Hauer et al. (2001) describe the canonical SPF exposure structure in the context of EB estimation. For a road segment, the expected count over the observation period is \(\eta = \mu \times L \times Y\), where \(\mu\) is the SPF-predicted crash rate per vehicle-km per year, \(L\) is segment length, and \(Y\) is the observation period in years. The EB estimate is then a weighted average of \(\eta\) and the observed count \(x\):

\[\hat{\lambda}_{\text{EB}} = w\,\eta + (1 - w)\,x, \quad w = \frac{1}{1 + \eta/\phi}\]

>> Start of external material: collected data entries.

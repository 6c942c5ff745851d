//! Session logger — writes all log output to a single file in the OS data directory.
//!
//! The file is **truncated at each launch**, so it only ever holds the most
//! recent session.
//!
//! Log location:
//!   Windows:  `%APPDATA%\PixelEditor\pixeleditor.log`
//!   Linux:    `$XDG_DATA_HOME/PixelEditor/pixeleditor.log` (or `~/.local/share/...`)
//!   macOS:    `~/Library/Application Support/PixelEditor/pixeleditor.log`
//!
//! Use the `log_info!` / `log_warn!` / `log_err!` macros anywhere in the crate.
//! Until `init()` runs (library use, unit tests) every call is a no-op, and
//! lines below the minimum level are dropped.

use std::fs::{self, File, OpenOptions};
use std::io::Write;
use std::path::{Path, PathBuf};
use std::sync::atomic::{AtomicU8, Ordering};
use std::sync::{Mutex, OnceLock};
use std::time::{SystemTime, UNIX_EPOCH};

static LOG_FILE: OnceLock<Mutex<File>> = OnceLock::new();
static LOG_PATH: OnceLock<PathBuf> = OnceLock::new();
static MIN_LEVEL: AtomicU8 = AtomicU8::new(Level::Info as u8);

#[derive(Clone, Copy, Debug, PartialEq, Eq, PartialOrd, Ord)]
#[repr(u8)]
pub enum Level {
    Info = 0,
    Warn = 1,
    Error = 2,
}

impl Level {
    pub fn tag(&self) -> &'static str {
        match self {
            Level::Info => "INFO",
            Level::Warn => "WARN",
            Level::Error => "ERROR",
        }
    }

    fn from_u8(v: u8) -> Level {
        match v {
            0 => Level::Info,
            1 => Level::Warn,
            _ => Level::Error,
        }
    }
}

/// Drop every line below `level`.
pub fn set_min_level(level: Level) {
    MIN_LEVEL.store(level as u8, Ordering::Relaxed);
}

pub fn min_level() -> Level {
    Level::from_u8(MIN_LEVEL.load(Ordering::Relaxed))
}

/// Path of the current session log, once `init` has succeeded.
pub fn log_path() -> Option<&'static PathBuf> {
    LOG_PATH.get()
}

/// Append a raw line. I/O errors are swallowed; logging never fails the caller.
pub fn write_line(line: &str) {
    if let Some(mutex) = LOG_FILE.get()
        && let Ok(mut file) = mutex.lock()
    {
        let _ = writeln!(file, "{}", line);
    }
}

/// Write a timestamped, level-tagged line.
pub fn write(level: Level, msg: &str) {
    if LOG_FILE.get().is_none() || level < min_level() {
        return;
    }
    write_line(&format_line(unix_now(), level, msg));
}

#[macro_export]
macro_rules! log_info {
    ($($arg:tt)*) => {
        $crate::logger::write($crate::logger::Level::Info, &format!($($arg)*));
    };
}

#[macro_export]
macro_rules! log_warn {
    ($($arg:tt)*) => {
        $crate::logger::write($crate::logger::Level::Warn, &format!($($arg)*));
    };
}

#[macro_export]
macro_rules! log_err {
    ($($arg:tt)*) => {
        $crate::logger::write($crate::logger::Level::Error, &format!($($arg)*));
    };
}

/// Initialise the session logger at the default location.
pub fn init() {
    init_at(&log_file_path());
}

/// Initialise the session logger writing to `path`. Only the first
/// successful call in a process takes effect.
///
/// * Creates (or truncates) the log file.
/// * Installs a panic hook that mirrors the panic message into the log before
///   handing over to the previous hook.
pub fn init_at(path: &Path) {
    if LOG_FILE.get().is_some() {
        return;
    }
    if let Some(parent) = path.parent() {
        let _ = fs::create_dir_all(parent);
    }

    let file = match OpenOptions::new().create(true).write(true).truncate(true).open(path) {
        Ok(f) => f,
        Err(e) => {
            // not fatal, the session just runs without a log
            eprintln!("[logger] Failed to open log file {:?}: {}", path, e);
            return;
        }
    };
    let _ = LOG_PATH.set(path.to_path_buf());
    let _ = LOG_FILE.set(Mutex::new(file));

    write_line(&format!("=== PixelEditor session started {} ===", format_utc(unix_now())));
    write_line(&format!("Log file: {}", path.display()));
    write_line("");

    let prev = std::panic::take_hook();
    std::panic::set_hook(Box::new(move |info| {
        write_line(&format_line(unix_now(), Level::Error, &format!("PANIC: {}", info)));
        prev(info);
    }));
}

fn log_file_path() -> PathBuf {
    data_dir().join("PixelEditor").join("pixeleditor.log")
}

/// Platform data directory (without the app sub-folder).
fn data_dir() -> PathBuf {
    #[cfg(target_os = "windows")]
    {
        if let Ok(appdata) = std::env::var("APPDATA") {
            return PathBuf::from(appdata);
        }
    }
    #[cfg(target_os = "macos")]
    {
        if let Ok(home) = std::env::var("HOME") {
            return PathBuf::from(home).join("Library").join("Application Support");
        }
    }
    if let Ok(xdg) = std::env::var("XDG_DATA_HOME") {
        return PathBuf::from(xdg);
    }
    if let Ok(home) = std::env::var("HOME") {
        return PathBuf::from(home).join(".local").join("share");
    }
    PathBuf::from(".")
}

fn unix_now() -> Option<u64> {
    SystemTime::now().duration_since(UNIX_EPOCH).ok().map(|d| d.as_secs())
}

/// `[HH:MM:SS] [LEVEL] msg`, UTC time of day.
fn format_line(secs: Option<u64>, level: Level, msg: &str) -> String {
    let clock = match secs {
        Some(s) => format!("{:02}:{:02}:{:02}", (s % 86_400) / 3600, (s % 3600) / 60, s % 60),
        None => "??:??:??".to_string(),
    };
    format!("[{}] [{}] {}", clock, level.tag(), msg)
}

/// `YYYY-MM-DD HH:MM:SS UTC` from unix seconds.
fn format_utc(secs: Option<u64>) -> String {
    let Some(secs) = secs else { return "(unknown time)".to_string() };
    let days = (secs / 86_400) as i64;
    let rem = secs % 86_400;

    // civil-from-days, proleptic Gregorian
    let z = days + 719_468;
    let era = z.div_euclid(146_097);
    let doe = z.rem_euclid(146_097);
    let yoe = (doe - doe / 1460 + doe / 36_524 - doe / 146_096) / 365;
    let doy = doe - (365 * yoe + yoe / 4 - yoe / 100);
    let mp = (5 * doy + 2) / 153;
    let day = doy - (153 * mp + 2) / 5 + 1;
    let month = if mp < 10 { mp + 3 } else { mp - 9 };
    let year = yoe + era * 400 + i64::from(month <= 2);

    format!(
        "{:04}-{:02}-{:02} {:02}:{:02}:{:02} UTC",
        year,
        month,
        day,
        rem / 3600,
        (rem % 3600) / 60,
        rem % 60
    )
}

The overdispersion parameter \(\phi\) (in units per km for road segments) is estimated from NB regression on a reference population. It determines how much weight is placed on the SPF prediction versus the observed count. For sparse links with few observed collisions, \(w \to 1\) and the EB estimate is dominated by the SPF; for links with a long accident history, \((1 - w) \to 1\) and the observed data dominates.

This has a concrete consequence for Open Road Risk: the current Stage 2 Poisson GLM plays the role of the SPF. For the EB shrinkage weight to be correct, \(\phi\) must be estimated from an NB regression fitted to the same data, not assumed from a Poisson fit (where \(\phi = \infty\) and \(w = 0\)). The current EB implementation uses a method-of-moments estimate of \(k\) that partially addresses this, but a direct NB estimate would be more principled.

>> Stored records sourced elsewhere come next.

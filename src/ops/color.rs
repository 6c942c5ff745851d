// ============================================================================
// COLOR MATH — straight-alpha compositing and similarity tests
// ============================================================================

use image::Rgba;

/// Straight-alpha RGBA pixel, 8 bits per channel.
pub type Color = Rgba<u8>;

/// The empty pixel. Stored as transparent *white* so that later blends
/// against it never pull dark fringes into the result.
pub const TRANSPARENT: Color = Rgba([255, 255, 255, 0]);

pub const BLACK: Color = Rgba([0, 0, 0, 255]);
pub const WHITE: Color = Rgba([255, 255, 255, 255]);

/// Build an opaque color.
#[inline]
pub const fn rgb(r: u8, g: u8, b: u8) -> Color {
    Rgba([r, g, b, 255])
}

/// Build a color with explicit alpha.
#[inline]
pub const fn rgba(r: u8, g: u8, b: u8, a: u8) -> Color {
    Rgba([r, g, b, a])
}

/// Source-over compositing of `top` onto `bottom` (straight alpha).
///
/// `out_a = top_a + bottom_a * (1 - top_a)` and each channel is the
/// alpha-weighted mix divided by `out_a`, rounded to the nearest byte.
pub fn over(top: Color, bottom: Color) -> Color {
    if top[3] == 0 {
        return bottom;
    }
    if bottom[3] == 0 {
        return top;
    }

    let ta = top[3] as f64 / 255.0;
    let ba = bottom[3] as f64 / 255.0;
    let out_a = ta + ba * (1.0 - ta);
    if out_a <= 0.0 {
        return TRANSPARENT;
    }

    let channel = |i: usize| -> u8 {
        let c = (top[i] as f64 * ta + bottom[i] as f64 * ba * (1.0 - ta)) / out_a;
        c.round().clamp(0.0, 255.0) as u8
    };

    Rgba([
        channel(0),
        channel(1),
        channel(2),
        (out_a * 255.0).round().clamp(0.0, 255.0) as u8,
    ])
}

/// Scale the alpha channel by `factor` (clamped to 0..=1), keeping RGB.
pub fn with_alpha_times(color: Color, factor: f64) -> Color {
    let factor = if factor.is_nan() { 0.0 } else { factor.clamp(0.0, 1.0) };
    let a = (color[3] as f64 * factor).round().clamp(0.0, 255.0) as u8;
    Rgba([color[0], color[1], color[2], a])
}

/// Replace the alpha channel.
#[inline]
pub fn with_alpha(color: Color, alpha: u8) -> Color {
    Rgba([color[0], color[1], color[2], alpha])
}

/// Clamp the alpha channel to at most `cap` (used for preview strokes).
#[inline]
pub fn with_alpha_capped(color: Color, cap: u8) -> Color {
    with_alpha(color, color[3].min(cap))
}

/// Manhattan distance over all four channels.
#[inline]
pub fn color_distance(a: Color, b: Color) -> u32 {
    (0..4).map(|i| (a[i] as i32 - b[i] as i32).unsigned_abs()).sum()
}

/// `true` when the Manhattan distance between `a` and `b` is within `tolerance`.
#[inline]
pub fn is_similar(a: Color, b: Color, tolerance: u32) -> bool {
    color_distance(a, b) <= tolerance
}

/// Parse `#RRGGBB` or `#RRGGBBAA` (leading `#` optional).
pub fn parse_hex(s: &str) -> Option<Color> {
    let hex = s.trim().trim_start_matches('#');
    if !hex.is_ascii() {
        return None;
    }
    let byte = |i: usize| u8::from_str_radix(&hex[i..i + 2], 16).ok();
    match hex.len() {
        6 => Some(Rgba([byte(0)?, byte(2)?, byte(4)?, 255])),
        8 => Some(Rgba([byte(0)?, byte(2)?, byte(4)?, byte(6)?])),
        _ => None,
    }
}

/// Format as `#RRGGBBAA`.
pub fn to_hex(c: Color) -> String {
    format!("#{:02X}{:02X}{:02X}{:02X}", c[0], c[1], c[2], c[3])
}

/// Convert a straight-alpha pixel to premultiplied BGRA bytes.
#[inline]
pub fn to_premultiplied_bgra(c: Color) -> [u8; 4] {
    let a = c[3] as u32;
    let pm = |v: u8| ((v as u32 * a + 127) / 255) as u8;
    [pm(c[2]), pm(c[1]), pm(c[0]), c[3]]
}
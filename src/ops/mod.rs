pub mod color;
pub mod fill;
pub mod lines;
pub mod script;
pub mod shapes;
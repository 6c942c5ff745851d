use std::process::ExitCode;

use clap::{CommandFactory, Parser};
use pixeleditor::cli::{self, CliArgs};

fn main() -> ExitCode {
    // -- CLI / headless mode ---------------------------------------------
    if CliArgs::is_cli_mode() {
        let args = CliArgs::parse();
        return cli::run(args);
    }

    // The editing engine has no window of its own; without batch flags
    // print usage and leave.
    let mut cmd = CliArgs::command();
    let _ = cmd.print_help();
    println!();
    ExitCode::SUCCESS
}
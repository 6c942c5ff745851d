// ============================================================================
// LINE RASTERIZATION — Bresenham (exact) and Wu (antialiased)
// ============================================================================

use std::collections::BTreeMap;

use crate::canvas::PixelBuffer;
use crate::ops::color::{Color, with_alpha_times};

/// Walk the Bresenham path from `(x0, y0)` to `(x1, y1)`, both ends included.
/// Error terms are `i64` so any pair of `i32` endpoints is safe.
fn bresenham_walk(x0: i64, y0: i64, x1: i64, y1: i64, mut plot: impl FnMut(i64, i64)) {
    let dx = (x1 - x0).abs();
    let dy = -(y1 - y0).abs();
    let sx = if x0 < x1 { 1 } else { -1 };
    let sy = if y0 < y1 { 1 } else { -1 };
    let mut err = dx + dy;

    let (mut x, mut y) = (x0, y0);
    loop {
        plot(x, y);
        if x == x1 && y == y1 {
            break;
        }
        let e2 = 2 * err;
        if e2 >= dy {
            err += dy;
            x += sx;
        }
        if e2 <= dx {
            err += dx;
            y += sy;
        }
    }
}

/// Integer Bresenham walk from `(x0, y0)` to `(x1, y1)`, both endpoints
/// included. Unclipped: the result holds every pixel of the segment.
pub fn bresenham_points(x0: i32, y0: i32, x1: i32, y1: i32) -> Vec<(i32, i32)> {
    let mut points = Vec::new();
    bresenham_walk(x0 as i64, y0 as i64, x1 as i64, y1 as i64, |x, y| {
        points.push((x as i32, y as i32));
    });
    points
}

/// Liang–Barsky clip of a segment to `[min_x, max_x] × [min_y, max_y]`.
/// Returns the surviving part, or `None` when the segment misses the box.
/// An endpoint already inside the box comes back unchanged.
pub fn clip_segment(
    (x0, y0): (f64, f64),
    (x1, y1): (f64, f64),
    (min_x, min_y): (f64, f64),
    (max_x, max_y): (f64, f64),
) -> Option<((f64, f64), (f64, f64))> {
    let dx = x1 - x0;
    let dy = y1 - y0;
    let mut t0: f64 = 0.0;
    let mut t1: f64 = 1.0;

    for (p, q) in [(-dx, x0 - min_x), (dx, max_x - x0), (-dy, y0 - min_y), (dy, max_y - y0)] {
        if p == 0.0 {
            if q < 0.0 {
                return None;
            }
            continue;
        }
        let r = q / p;
        if p < 0.0 {
            if r > t1 {
                return None;
            }
            t0 = t0.max(r);
        } else {
            if r < t0 {
                return None;
            }
            t1 = t1.min(r);
        }
    }

    let start = if t0 > 0.0 { (x0 + t0 * dx, y0 + t0 * dy) } else { (x0, y0) };
    let end = if t1 < 1.0 { (x0 + t1 * dx, y0 + t1 * dy) } else { (x1, y1) };
    Some((start, end))
}

/// Clip to the buffer grown by `margin` pixels on every side.
fn clip_to_buffer(
    buf: &PixelBuffer,
    margin: f64,
    x0: i32,
    y0: i32,
    x1: i32,
    y1: i32,
) -> Option<((f64, f64), (f64, f64))> {
    clip_segment(
        (x0 as f64, y0 as f64),
        (x1 as f64, y1 as f64),
        (-margin, -margin),
        (buf.width() as f64 - 1.0 + margin, buf.height() as f64 - 1.0 + margin),
    )
}

/// Exact line: every Bresenham pixel is overwritten with `color`.
///
/// The segment is clipped to a one-pixel ring around the buffer first, so
/// endpoints far off canvas cost nothing. Lines with both ends inside that
/// ring are walked unchanged.
pub fn draw_line(buf: &mut PixelBuffer, x0: i32, y0: i32, x1: i32, y1: i32, color: Color) {
    let Some(((ax, ay), (bx, by))) = clip_to_buffer(buf, 1.0, x0, y0, x1, y1) else {
        return;
    };
    let (ax, ay, bx, by) = (ax.round() as i64, ay.round() as i64, bx.round() as i64, by.round() as i64);
    bresenham_walk(ax, ay, bx, by, |x, y| {
        buf.set(x as i32, y as i32, color);
    });
}

#[inline]
fn fpart(v: f64) -> f64 {
    v - v.floor()
}

#[inline]
fn rfpart(v: f64) -> f64 {
    1.0 - fpart(v)
}

/// Wu's antialiased line as per-pixel coverage in `0.0..=1.0`.
///
/// Unclipped; `draw_line_aa` clips before calling this. Pixel centres sit
/// on integer coordinates. Each sample column (or row, for
/// steep lines) touches two pixels; the endpoints get partial coverage from
/// their fractional position. A pixel hit twice keeps its larger coverage.
pub fn wu_coverage(x0: f64, y0: f64, x1: f64, y1: f64) -> BTreeMap<(i32, i32), f64> {
    let mut cov: BTreeMap<(i32, i32), f64> = BTreeMap::new();

    let steep = (y1 - y0).abs() > (x1 - x0).abs();
    let (mut x0, mut y0, mut x1, mut y1) = if steep { (y0, x0, y1, x1) } else { (x0, y0, x1, y1) };
    if x0 > x1 {
        std::mem::swap(&mut x0, &mut x1);
        std::mem::swap(&mut y0, &mut y1);
    }

    let mut plot = |a: i32, b: i32, c: f64| {
        if c <= 0.0 {
            return;
        }
        let key = if steep { (b, a) } else { (a, b) };
        let slot = cov.entry(key).or_insert(0.0);
        if c > *slot {
            *slot = c.min(1.0);
        }
    };

    let dx = x1 - x0;
    let dy = y1 - y0;
    let gradient = if dx == 0.0 { 1.0 } else { dy / dx };

    // first endpoint
    let xend = x0.round();
    let yend = y0 + gradient * (xend - x0);
    let xgap = rfpart(x0 + 0.5);
    let xpxl1 = xend as i32;
    let ypxl1 = yend.floor() as i32;
    plot(xpxl1, ypxl1, rfpart(yend) * xgap);
    plot(xpxl1, ypxl1.saturating_add(1), fpart(yend) * xgap);
    let mut intery = yend + gradient;

    // second endpoint
    let xend = x1.round();
    let yend = y1 + gradient * (xend - x1);
    let xgap = fpart(x1 + 0.5);
    let xpxl2 = xend as i32;
    let ypxl2 = yend.floor() as i32;
    plot(xpxl2, ypxl2, rfpart(yend) * xgap);
    plot(xpxl2, ypxl2.saturating_add(1), fpart(yend) * xgap);

    for x in xpxl1.saturating_add(1)..xpxl2 {
        let y = intery.floor() as i32;
        plot(x, y, rfpart(intery));
        plot(x, y.saturating_add(1), fpart(intery));
        intery += gradient;
    }

    cov
}

/// Antialiased line composited with `Over`. Each touched pixel is blended
/// once at its maximum coverage, so endpoint caps and the main loop never
/// stack opacity on the same pixel.
///
/// The segment is clipped to a two-pixel ring around the buffer; cut ends
/// keep their fractional position, so the partial end caps land off canvas.
pub fn draw_line_aa(buf: &mut PixelBuffer, x0: i32, y0: i32, x1: i32, y1: i32, color: Color) {
    let Some(((ax, ay), (bx, by))) = clip_to_buffer(buf, 2.0, x0, y0, x1, y1) else {
        return;
    };
    let cov = wu_coverage(ax, ay, bx, by);
    for ((x, y), c) in cov {
        buf.blend(x, y, with_alpha_times(color, c));
    }
}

Hauer et al. (2001) also describe the full EB procedure, which accommodates year-specific AADT changes by replacing \(\eta = \mu \times Y\) with \(\sum_t \mu_t\) in the weight formula. Open Road Risk’s Stage 1a estimates AADT per link per year, making the full procedure directly implementable. The full procedure produces more precise EB estimates because it uses the complete 2015–2024 accident history per link.

5. Spatial and Temporal Correlation

Aguero-Valverde and Jovanis (2008) test Conditional Autoregressive (CAR) random effects on 865 rural Pennsylvania road segments across a 4-year panel. Their preferred model — Poisson log-normal with both unstructured heterogeneity and first-order CAR spatial effects — achieves a DIC improvement of 23 points over the heterogeneity-only baseline (DIC 4180 vs 4203), exceeding the conventional ΔDIC > 7 significance threshold. Approximately 59% of total random-effect variance is attributed to spatial structure. Covariates that were insignificant without spatial correction become significant with it, and vice versa, demonstrating that ignoring spatial structure can bias coefficient estimates and produce overconfident standard errors.

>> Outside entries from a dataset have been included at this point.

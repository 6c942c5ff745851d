// ============================================================================
// SELECTION SYSTEM — rectangle-list regions with add / subtract / replace
// ============================================================================

use serde::{Deserialize, Serialize};

/// How a new selection shape interacts with the existing regions.
#[derive(Clone, Copy, Debug, PartialEq, Eq, Default)]
pub enum SelectionMode {
    /// Clear any existing selection, then set the new shape.
    #[default]
    Replace,
    /// Union – append to the existing regions (Ctrl+drag).
    Add,
    /// Difference – cut the shape out of the existing regions (Alt+drag).
    Subtract,
}

impl SelectionMode {
    /// Ctrl adds, Alt subtracts, no modifier replaces.
    pub fn from_modifiers(ctrl: bool, alt: bool) -> Self {
        if ctrl {
            SelectionMode::Add
        } else if alt {
            SelectionMode::Subtract
        } else {
            SelectionMode::Replace
        }
    }

    pub fn parse(s: &str) -> Option<Self> {
        match s.to_lowercase().as_str() {
            "replace" | "normal" => Some(SelectionMode::Replace),
            "add" | "union" => Some(SelectionMode::Add),
            "subtract" | "sub" => Some(SelectionMode::Subtract),
            _ => None,
        }
    }
}

/// Axis-aligned rectangle with *inclusive* edges: `(0,0,0,0)` covers one pixel.
#[derive(Clone, Copy, Debug, PartialEq, Eq, Hash, Serialize, Deserialize)]
pub struct SelectionRect {
    pub left: i32,
    pub top: i32,
    pub right: i32,
    pub bottom: i32,
}

impl SelectionRect {
    /// Build from two arbitrary corners.
    pub fn normalized(x0: i32, y0: i32, x1: i32, y1: i32) -> Self {
        Self {
            left: x0.min(x1),
            top: y0.min(y1),
            right: x0.max(x1),
            bottom: y0.max(y1),
        }
    }

    pub fn width(&self) -> u32 {
        (self.right as i64 - self.left as i64 + 1).max(0) as u32
    }

    pub fn height(&self) -> u32 {
        (self.bottom as i64 - self.top as i64 + 1).max(0) as u32
    }

    pub fn area(&self) -> u64 {
        self.width() as u64 * self.height() as u64
    }

    pub fn is_empty(&self) -> bool {
        self.right < self.left || self.bottom < self.top
    }

    pub fn contains(&self, x: i32, y: i32) -> bool {
        x >= self.left && x <= self.right && y >= self.top && y <= self.bottom
    }

    pub fn intersect(&self, other: &SelectionRect) -> Option<SelectionRect> {
        let r = SelectionRect {
            left: self.left.max(other.left),
            top: self.top.max(other.top),
            right: self.right.min(other.right),
            bottom: self.bottom.min(other.bottom),
        };
        if r.is_empty() { None } else { Some(r) }
    }

    pub fn overlaps(&self, other: &SelectionRect) -> bool {
        self.intersect(other).is_some()
    }

    /// Clip to a `width × height` canvas; `None` when nothing remains.
    pub fn clipped(&self, width: u32, height: u32) -> Option<SelectionRect> {
        if width == 0 || height == 0 {
            return None;
        }
        let canvas = SelectionRect {
            left: 0,
            top: 0,
            right: (width - 1) as i32,
            bottom: (height - 1) as i32,
        };
        self.intersect(&canvas)
    }

    /// Remove `cut` from this rectangle.
    ///
    /// Returns up to four disjoint remainders: full-height left and right
    /// strips, then top and bottom strips restricted to the overlap columns.
    /// A rectangle that does not overlap `cut` comes back unchanged.
    pub fn subtract(&self, cut: &SelectionRect) -> Vec<SelectionRect> {
        let Some(o) = self.intersect(cut) else {
            return vec![*self];
        };
        let mut out = Vec::with_capacity(4);
        if o.left > self.left {
            out.push(SelectionRect { left: self.left, top: self.top, right: o.left - 1, bottom: self.bottom });
        }
        if o.right < self.right {
            out.push(SelectionRect { left: o.right + 1, top: self.top, right: self.right, bottom: self.bottom });
        }
        if o.top > self.top {
            out.push(SelectionRect { left: o.left, top: self.top, right: o.right, bottom: o.top - 1 });
        }
        if o.bottom < self.bottom {
            out.push(SelectionRect { left: o.left, top: o.bottom + 1, right: o.right, bottom: self.bottom });
        }
        out
    }
}

/// In-progress rectangle drag.
#[derive(Clone, Copy, Debug, PartialEq, Eq)]
struct DragState {
    start: (i32, i32),
    end: (i32, i32),
    mode: SelectionMode,
}

/// Multi-region selection on a `width × height` canvas.
///
/// Regions may overlap after `Add`; every query works on the covered pixel
/// set, so overlaps never double-count.
#[derive(Clone, Debug, Default)]
pub struct Selection {
    width: u32,
    height: u32,
    regions: Vec<SelectionRect>,
    drag: Option<DragState>,
}

impl Selection {
    pub fn new(width: u32, height: u32) -> Self {
        Self { width, height, regions: Vec::new(), drag: None }
    }

    pub fn regions(&self) -> &[SelectionRect] {
        &self.regions
    }

    /// Committed regions plus a live drag with non-empty on-canvas area.
    pub fn has_selection(&self) -> bool {
        !self.regions.is_empty() || self.drag_rect().is_some()
    }

    /// The live drag rectangle clipped to the canvas, if a drag is in progress.
    pub fn drag_rect(&self) -> Option<SelectionRect> {
        let d = self.drag?;
        SelectionRect::normalized(d.start.0, d.start.1, d.end.0, d.end.1).clipped(self.width, self.height)
    }

    pub fn is_dragging(&self) -> bool {
        self.drag.is_some()
    }

    pub fn clear(&mut self) {
        self.regions.clear();
        self.drag = None;
    }

    pub fn select_all(&mut self) {
        self.drag = None;
        self.regions = SelectionRect::normalized(0, 0, self.width as i32 - 1, self.height as i32 - 1)
            .clipped(self.width, self.height)
            .into_iter()
            .collect();
    }

    /// Restore regions (project load). Off-canvas parts are dropped.
    pub fn set_regions(&mut self, regions: &[SelectionRect]) {
        self.drag = None;
        self.regions = regions
            .iter()
            .filter_map(|r| r.clipped(self.width, self.height))
            .collect();
    }

    // ---- drag gesture ---------------------------------------------------------

    pub fn start(&mut self, x: i32, y: i32, mode: SelectionMode) {
        if mode == SelectionMode::Replace {
            self.regions.clear();
        }
        self.drag = Some(DragState { start: (x, y), end: (x, y), mode });
    }

    pub fn update(&mut self, x: i32, y: i32) {
        if let Some(d) = self.drag.as_mut() {
            d.end = (x, y);
        }
    }

    /// Abandon a drag without folding it in. Regions a Replace drag already
    /// cleared at `start` stay cleared.
    pub fn cancel_drag(&mut self) {
        self.drag = None;
    }

    /// Finish the drag at `(x, y)` and fold the rectangle into the regions.
    /// Without a preceding `start` this behaves as a one-shot selection
    /// from `(x, y)` to itself in `Replace` mode.
    pub fn end(&mut self, x: i32, y: i32) {
        let d = self.drag.take().unwrap_or(DragState {
            start: (x, y),
            end: (x, y),
            mode: SelectionMode::Replace,
        });
        let rect = SelectionRect::normalized(d.start.0, d.start.1, x, y);
        self.apply_rect(rect, d.mode);
    }

    /// Fold one rectangle into the regions using `mode`.
    pub fn apply_rect(&mut self, rect: SelectionRect, mode: SelectionMode) {
        let clipped = rect.clipped(self.width, self.height);
        match mode {
            SelectionMode::Replace => {
                self.regions = clipped.into_iter().collect();
            }
            SelectionMode::Add => {
                if let Some(r) = clipped {
                    self.regions.push(r);
                }
            }
            SelectionMode::Subtract => {
                let Some(cut) = clipped else { return };
                self.regions = self
                    .regions
                    .iter()
                    .flat_map(|r| r.subtract(&cut))
                    .collect();
            }
        }
    }

    /// Fold an arbitrary pixel mask (row-major, `width * height`) into the
    /// regions. Subtraction is done per pixel before re-decomposing, since
    /// rectangle-vs-rectangle cuts cannot express irregular shapes.
    pub fn apply_mask(&mut self, mask: &[bool], mode: SelectionMode) {
        debug_assert_eq!(mask.len(), self.width as usize * self.height as usize);
        self.drag = None;
        match mode {
            SelectionMode::Replace => {
                self.regions = decompose_mask(mask, self.width, self.height);
            }
            SelectionMode::Add => {
                let rects = decompose_mask(mask, self.width, self.height);
                self.regions.extend(rects);
            }
            SelectionMode::Subtract => {
                let mut covered = self.covered_mask();
                for (c, &m) in covered.iter_mut().zip(mask) {
                    if m {
                        *c = false;
                    }
                }
                self.regions = decompose_mask(&covered, self.width, self.height);
            }
        }
    }

    // ---- queries --------------------------------------------------------------

    pub fn is_selected(&self, x: i32, y: i32) -> bool {
        self.regions.iter().any(|r| r.contains(x, y))
    }

    /// Row-major boolean mask of every covered pixel.
    pub fn covered_mask(&self) -> Vec<bool> {
        let w = self.width as usize;
        let mut mask = vec![false; w * self.height as usize];
        for r in &self.regions {
            let Some(r) = r.clipped(self.width, self.height) else { continue };
            for y in r.top..=r.bottom {
                let row = y as usize * w;
                mask[row + r.left as usize..=row + r.right as usize].fill(true);
            }
        }
        mask
    }

    /// Number of distinct selected pixels.
    pub fn pixel_count(&self) -> usize {
        self.covered_mask().iter().filter(|&&m| m).count()
    }

    /// Sum of region areas (counts overlaps twice).
    pub fn total_area(&self) -> u64 {
        self.regions.iter().map(|r| r.area()).sum()
    }

    /// Bounding box of all regions.
    pub fn bounds(&self) -> Option<SelectionRect> {
        let first = *self.regions.first()?;
        Some(self.regions.iter().skip(1).fold(first, |acc, r| SelectionRect {
            left: acc.left.min(r.left),
            top: acc.top.min(r.top),
            right: acc.right.max(r.right),
            bottom: acc.bottom.max(r.bottom),
        }))
    }
}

The finding is informative about the direction of the problem; its magnitude in Open Road Risk’s mixed urban/rural/motorway network is unknown. The paper covers a single rural county with one road type; generalisation to 2.1 million links spanning multiple road classes and geographies is uncertain.

Note

A full Bayesian MCMC model with CAR spatial effects is computationally infeasible at Open Road Risk’s scale. The actionable implication is a Moran’s I diagnostic on Stage 2 GLM residuals using a sampled subset of links, and geographic residual mapping to identify persistent high-residual corridors. First-order OS Open Roads adjacency (links sharing a node) is the appropriate neighbour definition.

Aguero-Valverde and Jovanis (2008) find that first-order adjacency provides the best-fitting spatial structure; adding second and third-order neighbours does not improve DIC further. This suggests that if a spatial diagnostic is implemented, a simple topology-based adjacency matrix is sufficient.

Lord and Mannering (2010) discuss temporal correlation for repeated observations from the same road entity. Chengye and Ranjitkar (2013) compare a standard NB GLM against a GEE specification (which explicitly models within-segment temporal correlation) on the Auckland motorway data. The NB GLM marginally outperforms GEE on both fitting-period and held-out metrics (NB MAD 3.21, MSPE 24.92; GEE MAD 3.74, MSPE 34.46 on fitting data). This is weak evidence from a single corridor that temporal autocorrelation modelling does not materially improve annual count predictions.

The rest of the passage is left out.